#### Problem requirements
Report each line of the entries below that has the word "their" in it.

─── Given entries

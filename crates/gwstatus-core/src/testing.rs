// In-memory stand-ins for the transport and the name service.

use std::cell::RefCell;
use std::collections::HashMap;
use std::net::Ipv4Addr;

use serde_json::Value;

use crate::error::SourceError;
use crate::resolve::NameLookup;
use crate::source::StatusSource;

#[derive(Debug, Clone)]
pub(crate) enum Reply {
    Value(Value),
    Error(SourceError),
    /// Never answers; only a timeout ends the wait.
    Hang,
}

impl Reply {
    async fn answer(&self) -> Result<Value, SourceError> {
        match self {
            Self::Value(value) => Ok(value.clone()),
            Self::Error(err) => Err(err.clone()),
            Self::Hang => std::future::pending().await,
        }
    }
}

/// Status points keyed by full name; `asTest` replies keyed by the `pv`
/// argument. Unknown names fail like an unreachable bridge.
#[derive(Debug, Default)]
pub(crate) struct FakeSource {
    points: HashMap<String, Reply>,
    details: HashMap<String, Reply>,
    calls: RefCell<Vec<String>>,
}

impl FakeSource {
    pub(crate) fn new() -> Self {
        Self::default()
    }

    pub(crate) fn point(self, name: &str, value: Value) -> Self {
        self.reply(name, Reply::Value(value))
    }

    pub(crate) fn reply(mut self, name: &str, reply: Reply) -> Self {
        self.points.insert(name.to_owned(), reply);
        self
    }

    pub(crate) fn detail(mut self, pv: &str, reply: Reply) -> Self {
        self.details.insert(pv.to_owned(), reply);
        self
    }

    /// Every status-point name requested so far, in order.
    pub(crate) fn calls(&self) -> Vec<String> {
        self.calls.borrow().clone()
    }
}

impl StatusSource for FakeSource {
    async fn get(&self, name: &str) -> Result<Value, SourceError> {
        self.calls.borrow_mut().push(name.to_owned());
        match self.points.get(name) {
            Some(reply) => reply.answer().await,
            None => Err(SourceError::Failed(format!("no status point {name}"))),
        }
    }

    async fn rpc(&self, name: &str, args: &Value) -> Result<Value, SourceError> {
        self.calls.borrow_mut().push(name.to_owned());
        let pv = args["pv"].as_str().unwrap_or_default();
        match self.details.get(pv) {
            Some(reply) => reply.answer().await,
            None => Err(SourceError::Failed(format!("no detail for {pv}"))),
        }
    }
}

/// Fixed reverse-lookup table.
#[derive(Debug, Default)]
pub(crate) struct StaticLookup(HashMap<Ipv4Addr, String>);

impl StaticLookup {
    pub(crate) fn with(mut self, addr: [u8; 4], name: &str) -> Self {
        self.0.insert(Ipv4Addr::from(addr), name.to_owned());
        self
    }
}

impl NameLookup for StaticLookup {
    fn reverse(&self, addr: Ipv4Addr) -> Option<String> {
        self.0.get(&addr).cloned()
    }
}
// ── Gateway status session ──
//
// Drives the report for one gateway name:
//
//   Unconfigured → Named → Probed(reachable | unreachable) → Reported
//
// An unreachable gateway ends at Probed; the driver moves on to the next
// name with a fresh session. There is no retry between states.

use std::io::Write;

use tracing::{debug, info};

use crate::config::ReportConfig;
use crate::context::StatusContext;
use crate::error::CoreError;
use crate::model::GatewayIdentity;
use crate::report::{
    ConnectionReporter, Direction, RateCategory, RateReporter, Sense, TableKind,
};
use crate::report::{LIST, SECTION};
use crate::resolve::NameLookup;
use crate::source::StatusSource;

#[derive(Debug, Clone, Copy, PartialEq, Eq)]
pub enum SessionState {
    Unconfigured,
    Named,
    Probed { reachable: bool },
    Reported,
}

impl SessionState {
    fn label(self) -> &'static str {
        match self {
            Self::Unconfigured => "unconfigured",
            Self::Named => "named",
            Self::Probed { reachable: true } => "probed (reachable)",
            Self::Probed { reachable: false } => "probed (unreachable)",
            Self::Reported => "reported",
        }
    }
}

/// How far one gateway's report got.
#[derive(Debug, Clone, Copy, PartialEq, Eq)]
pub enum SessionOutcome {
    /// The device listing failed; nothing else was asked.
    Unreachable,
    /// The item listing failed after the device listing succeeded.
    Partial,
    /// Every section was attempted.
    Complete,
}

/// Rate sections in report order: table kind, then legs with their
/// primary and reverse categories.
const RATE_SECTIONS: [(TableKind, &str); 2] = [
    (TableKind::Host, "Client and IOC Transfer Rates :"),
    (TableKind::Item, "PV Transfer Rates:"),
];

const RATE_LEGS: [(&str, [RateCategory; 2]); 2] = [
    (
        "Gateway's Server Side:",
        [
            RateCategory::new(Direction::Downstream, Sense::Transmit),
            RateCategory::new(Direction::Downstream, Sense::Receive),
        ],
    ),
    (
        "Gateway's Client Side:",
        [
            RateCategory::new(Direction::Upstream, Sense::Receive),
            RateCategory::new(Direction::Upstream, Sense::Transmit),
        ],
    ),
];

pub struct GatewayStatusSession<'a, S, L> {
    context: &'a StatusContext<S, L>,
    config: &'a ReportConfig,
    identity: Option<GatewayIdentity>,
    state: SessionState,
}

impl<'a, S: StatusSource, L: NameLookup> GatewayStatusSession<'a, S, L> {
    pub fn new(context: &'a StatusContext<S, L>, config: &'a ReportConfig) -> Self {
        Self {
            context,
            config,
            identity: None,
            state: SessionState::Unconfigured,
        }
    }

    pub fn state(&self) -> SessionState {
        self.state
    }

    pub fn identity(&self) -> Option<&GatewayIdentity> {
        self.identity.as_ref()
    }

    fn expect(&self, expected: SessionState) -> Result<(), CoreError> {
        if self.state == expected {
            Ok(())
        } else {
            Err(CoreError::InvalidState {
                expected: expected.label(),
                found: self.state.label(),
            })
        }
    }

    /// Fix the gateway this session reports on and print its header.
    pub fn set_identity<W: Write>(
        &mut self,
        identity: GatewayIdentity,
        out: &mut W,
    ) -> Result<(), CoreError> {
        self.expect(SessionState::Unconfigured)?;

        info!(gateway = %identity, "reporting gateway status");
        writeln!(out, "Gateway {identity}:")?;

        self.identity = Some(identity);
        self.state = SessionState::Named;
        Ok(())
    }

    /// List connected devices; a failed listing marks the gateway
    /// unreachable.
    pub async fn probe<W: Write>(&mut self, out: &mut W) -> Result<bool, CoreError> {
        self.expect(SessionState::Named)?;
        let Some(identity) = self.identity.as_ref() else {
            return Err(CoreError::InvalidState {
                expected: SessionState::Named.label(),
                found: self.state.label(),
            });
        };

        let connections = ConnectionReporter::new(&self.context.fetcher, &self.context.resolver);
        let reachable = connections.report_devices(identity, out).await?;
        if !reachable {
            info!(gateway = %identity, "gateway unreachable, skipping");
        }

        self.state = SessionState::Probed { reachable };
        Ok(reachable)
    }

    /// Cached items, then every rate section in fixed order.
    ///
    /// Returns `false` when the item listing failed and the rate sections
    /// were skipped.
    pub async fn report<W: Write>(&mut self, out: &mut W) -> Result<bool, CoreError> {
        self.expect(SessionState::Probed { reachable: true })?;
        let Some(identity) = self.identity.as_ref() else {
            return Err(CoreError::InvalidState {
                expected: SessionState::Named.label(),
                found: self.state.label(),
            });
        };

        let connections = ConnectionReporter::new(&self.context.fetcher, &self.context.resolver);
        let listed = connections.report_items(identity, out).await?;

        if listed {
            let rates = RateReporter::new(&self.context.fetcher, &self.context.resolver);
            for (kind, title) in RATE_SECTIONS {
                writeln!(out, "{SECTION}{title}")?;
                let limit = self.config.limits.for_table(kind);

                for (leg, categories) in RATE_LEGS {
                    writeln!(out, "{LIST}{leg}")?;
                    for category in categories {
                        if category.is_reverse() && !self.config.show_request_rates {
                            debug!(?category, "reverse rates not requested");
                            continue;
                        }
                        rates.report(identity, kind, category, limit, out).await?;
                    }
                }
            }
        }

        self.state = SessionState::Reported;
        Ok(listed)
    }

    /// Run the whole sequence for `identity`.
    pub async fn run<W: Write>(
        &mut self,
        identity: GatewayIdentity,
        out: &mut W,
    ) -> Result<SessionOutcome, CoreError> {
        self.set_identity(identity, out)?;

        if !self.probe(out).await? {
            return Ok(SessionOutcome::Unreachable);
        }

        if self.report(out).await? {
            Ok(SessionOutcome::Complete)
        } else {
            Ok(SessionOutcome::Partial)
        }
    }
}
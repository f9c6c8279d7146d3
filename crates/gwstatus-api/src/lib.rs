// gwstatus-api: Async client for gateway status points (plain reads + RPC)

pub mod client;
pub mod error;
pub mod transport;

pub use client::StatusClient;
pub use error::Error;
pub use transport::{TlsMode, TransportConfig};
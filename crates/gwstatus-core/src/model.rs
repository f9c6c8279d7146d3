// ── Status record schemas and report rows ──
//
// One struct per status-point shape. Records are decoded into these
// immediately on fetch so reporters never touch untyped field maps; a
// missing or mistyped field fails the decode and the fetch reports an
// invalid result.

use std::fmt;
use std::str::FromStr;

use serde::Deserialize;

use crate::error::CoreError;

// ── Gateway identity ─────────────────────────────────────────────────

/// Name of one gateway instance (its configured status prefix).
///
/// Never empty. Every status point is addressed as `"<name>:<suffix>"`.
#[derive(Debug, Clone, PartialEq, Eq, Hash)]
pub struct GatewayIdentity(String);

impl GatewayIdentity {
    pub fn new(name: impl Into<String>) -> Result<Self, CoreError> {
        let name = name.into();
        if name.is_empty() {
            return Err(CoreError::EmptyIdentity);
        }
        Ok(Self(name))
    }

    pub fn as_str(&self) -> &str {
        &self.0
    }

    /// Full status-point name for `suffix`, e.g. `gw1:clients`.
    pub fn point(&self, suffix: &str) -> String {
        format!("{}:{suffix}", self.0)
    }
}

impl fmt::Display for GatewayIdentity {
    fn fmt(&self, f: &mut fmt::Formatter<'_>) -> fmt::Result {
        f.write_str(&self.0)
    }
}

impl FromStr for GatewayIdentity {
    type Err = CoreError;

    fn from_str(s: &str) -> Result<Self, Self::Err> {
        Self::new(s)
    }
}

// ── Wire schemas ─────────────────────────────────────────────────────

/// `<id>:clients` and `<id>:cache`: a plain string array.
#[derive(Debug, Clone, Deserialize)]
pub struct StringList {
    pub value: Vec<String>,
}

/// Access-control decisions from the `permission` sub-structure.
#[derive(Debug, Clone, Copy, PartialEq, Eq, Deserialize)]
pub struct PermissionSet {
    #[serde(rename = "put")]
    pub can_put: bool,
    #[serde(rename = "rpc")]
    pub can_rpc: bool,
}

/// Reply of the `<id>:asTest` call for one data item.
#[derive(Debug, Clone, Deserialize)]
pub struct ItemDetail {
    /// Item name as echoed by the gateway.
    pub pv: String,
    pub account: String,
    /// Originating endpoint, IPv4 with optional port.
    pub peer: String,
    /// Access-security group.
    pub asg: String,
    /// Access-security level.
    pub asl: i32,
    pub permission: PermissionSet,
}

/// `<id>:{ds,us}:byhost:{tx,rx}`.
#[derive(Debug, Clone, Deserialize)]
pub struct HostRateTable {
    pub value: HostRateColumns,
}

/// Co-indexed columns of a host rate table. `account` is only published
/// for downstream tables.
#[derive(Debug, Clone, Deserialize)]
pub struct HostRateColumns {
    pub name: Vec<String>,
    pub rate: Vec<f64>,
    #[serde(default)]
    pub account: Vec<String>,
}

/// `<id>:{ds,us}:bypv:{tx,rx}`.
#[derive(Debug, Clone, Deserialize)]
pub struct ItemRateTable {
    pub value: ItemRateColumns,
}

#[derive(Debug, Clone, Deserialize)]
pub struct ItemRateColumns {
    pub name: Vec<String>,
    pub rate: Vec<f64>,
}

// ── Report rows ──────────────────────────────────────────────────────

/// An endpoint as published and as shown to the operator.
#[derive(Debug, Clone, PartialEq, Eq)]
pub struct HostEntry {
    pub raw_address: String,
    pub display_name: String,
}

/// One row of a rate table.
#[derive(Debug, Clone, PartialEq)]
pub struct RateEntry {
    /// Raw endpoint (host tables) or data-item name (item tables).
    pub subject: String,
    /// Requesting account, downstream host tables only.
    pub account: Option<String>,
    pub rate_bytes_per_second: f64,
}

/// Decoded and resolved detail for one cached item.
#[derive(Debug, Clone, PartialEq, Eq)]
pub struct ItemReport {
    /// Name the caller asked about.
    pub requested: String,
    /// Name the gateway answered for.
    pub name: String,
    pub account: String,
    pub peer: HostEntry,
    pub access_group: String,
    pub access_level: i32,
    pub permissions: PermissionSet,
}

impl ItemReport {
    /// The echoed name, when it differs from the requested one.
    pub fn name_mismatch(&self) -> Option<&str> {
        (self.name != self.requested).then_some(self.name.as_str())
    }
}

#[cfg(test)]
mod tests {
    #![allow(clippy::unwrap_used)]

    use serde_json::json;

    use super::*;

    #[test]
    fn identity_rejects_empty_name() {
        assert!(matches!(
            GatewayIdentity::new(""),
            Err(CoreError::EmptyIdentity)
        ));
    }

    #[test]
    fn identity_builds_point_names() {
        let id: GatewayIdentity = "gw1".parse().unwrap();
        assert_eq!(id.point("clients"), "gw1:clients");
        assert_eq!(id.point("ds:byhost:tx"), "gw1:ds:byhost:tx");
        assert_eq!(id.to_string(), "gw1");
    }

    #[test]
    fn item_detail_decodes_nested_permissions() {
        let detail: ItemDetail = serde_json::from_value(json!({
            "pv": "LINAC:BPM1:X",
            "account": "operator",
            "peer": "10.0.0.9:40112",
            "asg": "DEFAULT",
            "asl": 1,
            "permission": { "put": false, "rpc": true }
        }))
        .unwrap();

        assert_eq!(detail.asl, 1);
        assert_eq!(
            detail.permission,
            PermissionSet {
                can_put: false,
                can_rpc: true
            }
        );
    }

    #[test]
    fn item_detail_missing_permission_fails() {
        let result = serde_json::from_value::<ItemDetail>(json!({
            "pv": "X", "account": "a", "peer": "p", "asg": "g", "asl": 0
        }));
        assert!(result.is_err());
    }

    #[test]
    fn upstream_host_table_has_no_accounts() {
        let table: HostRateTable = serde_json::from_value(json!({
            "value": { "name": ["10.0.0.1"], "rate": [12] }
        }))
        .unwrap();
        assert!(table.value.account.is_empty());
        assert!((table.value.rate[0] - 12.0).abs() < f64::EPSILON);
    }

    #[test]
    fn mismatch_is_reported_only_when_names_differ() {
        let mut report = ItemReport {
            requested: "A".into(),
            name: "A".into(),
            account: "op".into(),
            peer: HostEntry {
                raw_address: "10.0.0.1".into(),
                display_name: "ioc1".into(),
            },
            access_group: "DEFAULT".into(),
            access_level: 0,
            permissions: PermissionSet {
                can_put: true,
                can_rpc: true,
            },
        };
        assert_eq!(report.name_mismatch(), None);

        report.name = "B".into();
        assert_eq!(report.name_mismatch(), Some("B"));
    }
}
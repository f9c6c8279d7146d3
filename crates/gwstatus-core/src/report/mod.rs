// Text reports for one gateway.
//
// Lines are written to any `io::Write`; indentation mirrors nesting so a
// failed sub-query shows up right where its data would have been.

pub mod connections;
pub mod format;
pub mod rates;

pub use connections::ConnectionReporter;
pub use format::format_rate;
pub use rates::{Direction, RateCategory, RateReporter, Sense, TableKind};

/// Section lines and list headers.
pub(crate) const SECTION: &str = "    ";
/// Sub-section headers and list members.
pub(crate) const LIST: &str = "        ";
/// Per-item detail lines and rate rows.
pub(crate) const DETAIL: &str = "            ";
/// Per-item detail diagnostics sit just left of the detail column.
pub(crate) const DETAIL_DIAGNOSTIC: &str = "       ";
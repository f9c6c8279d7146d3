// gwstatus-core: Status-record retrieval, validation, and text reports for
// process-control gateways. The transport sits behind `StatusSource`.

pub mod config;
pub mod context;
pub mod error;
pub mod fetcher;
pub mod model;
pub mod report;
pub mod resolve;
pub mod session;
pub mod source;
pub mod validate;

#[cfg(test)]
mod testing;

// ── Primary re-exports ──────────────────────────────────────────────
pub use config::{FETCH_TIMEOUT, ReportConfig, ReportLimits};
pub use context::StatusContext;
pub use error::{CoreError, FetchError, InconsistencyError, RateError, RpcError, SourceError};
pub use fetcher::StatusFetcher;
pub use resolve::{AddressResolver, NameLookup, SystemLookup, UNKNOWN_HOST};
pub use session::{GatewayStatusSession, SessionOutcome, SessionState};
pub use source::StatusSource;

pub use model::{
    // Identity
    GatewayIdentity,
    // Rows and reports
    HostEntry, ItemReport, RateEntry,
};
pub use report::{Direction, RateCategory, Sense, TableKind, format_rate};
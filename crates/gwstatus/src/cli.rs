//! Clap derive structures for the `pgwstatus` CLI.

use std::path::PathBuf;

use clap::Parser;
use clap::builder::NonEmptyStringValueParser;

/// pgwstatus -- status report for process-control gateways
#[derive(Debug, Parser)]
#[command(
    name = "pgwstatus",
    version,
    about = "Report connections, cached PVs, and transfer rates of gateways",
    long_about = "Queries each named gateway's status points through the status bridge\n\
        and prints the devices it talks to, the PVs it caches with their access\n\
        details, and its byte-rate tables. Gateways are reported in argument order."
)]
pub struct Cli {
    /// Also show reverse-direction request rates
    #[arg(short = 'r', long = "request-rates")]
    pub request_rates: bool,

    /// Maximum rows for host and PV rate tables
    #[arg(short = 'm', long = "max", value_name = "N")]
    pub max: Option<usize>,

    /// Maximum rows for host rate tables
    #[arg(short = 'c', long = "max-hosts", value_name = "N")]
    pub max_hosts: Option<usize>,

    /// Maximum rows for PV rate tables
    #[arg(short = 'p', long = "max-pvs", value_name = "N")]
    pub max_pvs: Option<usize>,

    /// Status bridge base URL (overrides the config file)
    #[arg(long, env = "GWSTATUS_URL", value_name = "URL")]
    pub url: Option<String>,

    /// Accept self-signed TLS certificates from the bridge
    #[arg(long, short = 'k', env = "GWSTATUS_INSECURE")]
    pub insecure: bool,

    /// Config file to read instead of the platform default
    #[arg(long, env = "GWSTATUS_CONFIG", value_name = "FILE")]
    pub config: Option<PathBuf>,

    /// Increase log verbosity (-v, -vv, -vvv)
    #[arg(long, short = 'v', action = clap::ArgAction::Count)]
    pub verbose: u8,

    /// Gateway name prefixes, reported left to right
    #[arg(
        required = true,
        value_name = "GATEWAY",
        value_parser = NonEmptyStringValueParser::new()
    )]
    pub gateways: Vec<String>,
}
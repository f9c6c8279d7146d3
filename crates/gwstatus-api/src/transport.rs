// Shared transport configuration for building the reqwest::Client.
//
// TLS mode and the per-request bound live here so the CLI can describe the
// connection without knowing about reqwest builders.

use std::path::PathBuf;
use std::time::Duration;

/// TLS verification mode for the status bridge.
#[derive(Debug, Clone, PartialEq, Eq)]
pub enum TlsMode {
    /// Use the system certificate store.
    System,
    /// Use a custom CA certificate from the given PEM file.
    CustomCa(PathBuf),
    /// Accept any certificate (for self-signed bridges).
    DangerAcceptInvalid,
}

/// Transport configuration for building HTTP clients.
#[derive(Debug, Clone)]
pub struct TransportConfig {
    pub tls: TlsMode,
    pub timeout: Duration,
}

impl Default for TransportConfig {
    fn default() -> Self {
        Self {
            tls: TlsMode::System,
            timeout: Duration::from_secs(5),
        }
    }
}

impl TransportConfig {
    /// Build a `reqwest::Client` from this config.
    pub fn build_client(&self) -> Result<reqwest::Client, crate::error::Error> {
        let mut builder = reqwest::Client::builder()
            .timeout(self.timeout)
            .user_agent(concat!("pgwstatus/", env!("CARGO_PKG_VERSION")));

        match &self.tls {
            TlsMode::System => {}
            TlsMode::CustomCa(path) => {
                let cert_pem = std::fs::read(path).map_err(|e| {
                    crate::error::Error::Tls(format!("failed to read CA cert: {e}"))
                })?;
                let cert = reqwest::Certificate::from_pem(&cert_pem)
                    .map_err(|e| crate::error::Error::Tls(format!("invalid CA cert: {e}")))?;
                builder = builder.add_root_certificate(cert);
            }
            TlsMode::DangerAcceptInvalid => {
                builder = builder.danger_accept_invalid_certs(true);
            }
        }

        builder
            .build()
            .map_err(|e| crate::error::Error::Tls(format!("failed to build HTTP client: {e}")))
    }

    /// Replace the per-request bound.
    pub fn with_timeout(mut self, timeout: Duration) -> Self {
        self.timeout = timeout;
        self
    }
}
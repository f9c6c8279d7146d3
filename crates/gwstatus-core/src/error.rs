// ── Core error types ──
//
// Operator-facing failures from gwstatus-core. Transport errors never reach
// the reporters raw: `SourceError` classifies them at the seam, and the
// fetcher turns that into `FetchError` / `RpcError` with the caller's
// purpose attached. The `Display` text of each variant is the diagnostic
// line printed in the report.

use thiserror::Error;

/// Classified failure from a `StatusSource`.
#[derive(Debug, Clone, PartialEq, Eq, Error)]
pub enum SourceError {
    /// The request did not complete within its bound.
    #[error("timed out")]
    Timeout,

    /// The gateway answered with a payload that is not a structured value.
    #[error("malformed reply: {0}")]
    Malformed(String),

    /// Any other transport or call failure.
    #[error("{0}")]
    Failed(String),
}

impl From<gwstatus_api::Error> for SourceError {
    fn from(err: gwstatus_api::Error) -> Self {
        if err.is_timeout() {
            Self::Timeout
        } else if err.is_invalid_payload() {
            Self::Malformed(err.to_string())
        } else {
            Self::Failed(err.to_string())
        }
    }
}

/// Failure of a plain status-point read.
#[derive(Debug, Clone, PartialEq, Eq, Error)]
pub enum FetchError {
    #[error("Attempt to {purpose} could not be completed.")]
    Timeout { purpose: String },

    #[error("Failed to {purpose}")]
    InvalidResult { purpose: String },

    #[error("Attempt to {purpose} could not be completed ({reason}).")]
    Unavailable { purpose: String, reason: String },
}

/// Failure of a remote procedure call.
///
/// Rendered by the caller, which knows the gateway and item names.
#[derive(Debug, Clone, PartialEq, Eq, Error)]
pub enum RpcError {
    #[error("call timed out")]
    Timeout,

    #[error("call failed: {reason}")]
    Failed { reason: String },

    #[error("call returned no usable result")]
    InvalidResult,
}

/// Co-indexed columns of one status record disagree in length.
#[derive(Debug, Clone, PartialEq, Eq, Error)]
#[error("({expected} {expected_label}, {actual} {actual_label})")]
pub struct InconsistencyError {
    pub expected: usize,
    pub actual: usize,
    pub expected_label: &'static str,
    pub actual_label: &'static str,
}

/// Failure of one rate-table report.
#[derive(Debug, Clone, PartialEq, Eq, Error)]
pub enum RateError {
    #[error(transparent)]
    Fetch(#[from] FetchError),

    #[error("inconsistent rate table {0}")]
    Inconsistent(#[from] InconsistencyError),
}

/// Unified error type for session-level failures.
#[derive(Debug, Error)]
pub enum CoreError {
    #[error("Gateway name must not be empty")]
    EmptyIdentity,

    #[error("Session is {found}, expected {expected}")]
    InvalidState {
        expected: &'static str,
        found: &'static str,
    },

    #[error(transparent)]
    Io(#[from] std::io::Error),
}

──────

#### Worked solution
/// Rate sections in report order: table kind, then legs with their
        and prints the devices it talks to, the PVs it caches with their access\n\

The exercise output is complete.